Self-employment tax (SE tax) is a social security and Medicare
tax primarily for individuals who work for themselves. It is
similar to the social security and Medicare taxes withheld from
the pay of most wage earners. You usually have to pay SE tax
if you are self-employed. You are usually self-employed if you
operate your own farm on land you either own or rent.
The self-employment tax rate is 15.3%. The rate consists of
two parts: 12.4% for social security (old-age, survivors, and
disability insurance) and 2.9% for Medicare (hospital insurance).
You must pay SE tax and file Schedule SE (Form 1040) if your
net earnings from self-employment were $400 or more.
Record keeping is an important aspect of taxes and the primary reason farm records are kept. There are many suitable record keeping systems. Ideally, the farm has a separate check book. A business checking account provides a good record of income and expenses. Transactions can be entered into a journal or ledgers.

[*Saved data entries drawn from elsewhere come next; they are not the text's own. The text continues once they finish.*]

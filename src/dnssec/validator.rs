use std::sync::Arc;
use tracing::{debug, info};

use super::classifier::{ResponseClassifier, Section};
use super::{CryptoVerifier, DigestType, DnsSecError, RecordSet, TrustAnchor, TrustedZone};
use crate::dns::DNSPacket;
use crate::dns::enums::DNSResourceType;
use crate::dns::rdata::DnskeyRecord;

pub type Result<T> = std::result::Result<T, DnsSecError>;

/// Chain-of-trust checks. Callers run them in order: root keys once, then
/// per zone self-consistency before delegation binding and answer checks.
pub struct TrustChainValidator {
    anchor: DnskeyRecord,
    crypto: Arc<dyn CryptoVerifier>,
    classifier: ResponseClassifier,
}

impl TrustChainValidator {
    pub fn new(
        anchor: &TrustAnchor,
        crypto: Arc<dyn CryptoVerifier>,
        classifier: ResponseClassifier,
    ) -> Self {
        Self {
            anchor: anchor.ksk().clone(),
            crypto,
            classifier,
        }
    }

    pub fn classifier(&self) -> &ResponseClassifier {
        &self.classifier
    }

    /// The root DNSKEY set must contain a KSK identical to the anchor.
    pub fn verify_root_keys<'a>(
        &self,
        keys: impl IntoIterator<Item = &'a DnskeyRecord>,
    ) -> Result<()> {
        if keys
            .into_iter()
            .any(|key| key.is_ksk() && *key == self.anchor)
        {
            debug!("Root KSK {} matches trust anchor", self.anchor.key_tag());
            Ok(())
        } else {
            Err(DnsSecError::PubKskMismatch)
        }
    }

    /// The DNSKEY set in `response` must be signed by one of its own keys.
    /// Returns the zone and its now self-validated keys.
    pub fn verify_dnskey_self_consistency(&self, response: &DNSPacket) -> Result<TrustedZone> {
        let classified = self.classifier.classify(response, DNSResourceType::DNSKEY)?;
        let rrset = classified.rrset.ok_or_else(|| {
            DnsSecError::NoDnsKey(
                response
                    .questions
                    .first()
                    .map(|q| q.name())
                    .unwrap_or_default(),
            )
        })?;

        let zone = TrustedZone::new(rrset.owner(), rrset.dnskeys().cloned().collect());
        self.crypto
            .validate_signature(&rrset, &classified.signatures, &zone)?;

        debug!(
            "DNSKEY set for {} is self-signed ({} keys)",
            zone.owner,
            zone.keys.len()
        );
        Ok(zone)
    }

    /// RRSIG over the `qtype` RRset, drawn from the section the classifier's
    /// table names, must verify under `trusted`.
    pub fn verify_answer_or_ds(
        &self,
        response: &DNSPacket,
        trusted: &TrustedZone,
        qtype: DNSResourceType,
    ) -> Result<RecordSet> {
        let section = self.classifier.table().section_for(qtype);
        self.verify_rrset_in(response, section, trusted, qtype)
    }

    /// As [`verify_answer_or_ds`](Self::verify_answer_or_ds) but always reads
    /// the answer section.
    pub fn verify_final_answer(
        &self,
        response: &DNSPacket,
        trusted: &TrustedZone,
        qtype: DNSResourceType,
    ) -> Result<RecordSet> {
        self.verify_rrset_in(response, Section::Answer, trusted, qtype)
    }

    fn verify_rrset_in(
        &self,
        response: &DNSPacket,
        section: Section,
        trusted: &TrustedZone,
        qtype: DNSResourceType,
    ) -> Result<RecordSet> {
        let classified = self.classifier.classify_section(response, section, qtype)?;
        let rrset = classified.rrset.ok_or(match qtype {
            DNSResourceType::DS => DnsSecError::NoDs,
            _ => DnsSecError::MissingRecords(qtype),
        })?;

        self.crypto
            .validate_signature(&rrset, &classified.signatures, trusted)?;
        debug!(
            "{} {} verified under {}",
            rrset.owner(),
            rrset.rtype(),
            trusted.owner
        );
        Ok(rrset)
    }

    /// Some DS in the parent's referral must be the digest of a KSK in the
    /// child's DNSKEY response.
    pub fn verify_delegation_binding(
        &self,
        child_dnskey_response: &DNSPacket,
        parent_ds_response: &DNSPacket,
    ) -> Result<()> {
        let ds_set = self
            .classifier
            .classify(parent_ds_response, DNSResourceType::DS)?
            .rrset
            .ok_or(DnsSecError::NoDs)?;
        let key_set = self
            .classifier
            .classify(child_dnskey_response, DNSResourceType::DNSKEY)?
            .rrset
            .ok_or_else(|| DnsSecError::NoDnsKey(ds_set.owner().to_string()))?;

        let zone = key_set.owner();
        if ds_set.owner() != zone {
            return Err(DnsSecError::DsMismatch(format!(
                "DS owner {} is not DNSKEY owner {}",
                ds_set.owner(),
                zone
            )));
        }

        let ksks: Vec<&DnskeyRecord> = key_set.dnskeys().filter(|k| k.is_ksk()).collect();
        if ksks.is_empty() {
            return Err(DnsSecError::NoKsk(zone.to_string()));
        }

        let mut unsupported = None;
        for ds in ds_set.ds_records() {
            let Some(digest_type) = DigestType::from_u8(ds.digest_type).filter(|d| d.is_supported())
            else {
                unsupported = Some(ds.digest_type);
                continue;
            };

            for ksk in ksks
                .iter()
                .filter(|k| k.algorithm == ds.algorithm && k.key_tag() == ds.key_tag)
            {
                if self.crypto.compute_ds(zone, ksk, digest_type)? == *ds {
                    info!(
                        "DS {} {} binds KSK {} for {}",
                        ds.key_tag, digest_type, ksk.key_tag(), zone
                    );
                    return Ok(());
                }
            }
        }

        match unsupported {
            Some(digest_type) if ds_set.ds_records().all(|ds| ds.digest_type == digest_type) => {
                Err(DnsSecError::UnsupportedDigestType(digest_type))
            }
            _ => Err(DnsSecError::DsMismatch(zone.to_string())),
        }
    }
}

Nowadays, most transactions are recorded electronically. There are many suitable programs. Quicken and Quickbooks are especially popular among farmers. Supporting documents need to be stored in a safe place. In generaly, these documents must be kept for at least three years from when the tax return was filed. Most farmers do not file their own taxes; they have an accountant.
Hobby (not-for-profit farming)
If you raise sheep with no intention of making a profit, it is a hobby. Any income from a hobby farm is reported on the first page of IRS form 1040 under "other income," not on a schedule F. Expenses of a hobby can only be deductoin on schedule A, itemized deductions. Hobby losses cannot be used to offset unrelated income.
4-H and FFA Projects
If an individual participates in a 4-H Club or FFA project, any
net income received from sales or prizes related to the project
may be subject to income tax. Net income should be reported on
line 21 of IRS Form 1040. If the project is primarily for educational
purposes and not profit, the net income is not subject to self-employment
Taxes are complicated and the tax code is constantly changing.
Farmers should consult with tax accountants for the most up-to-date
information on farm taxation and reporting.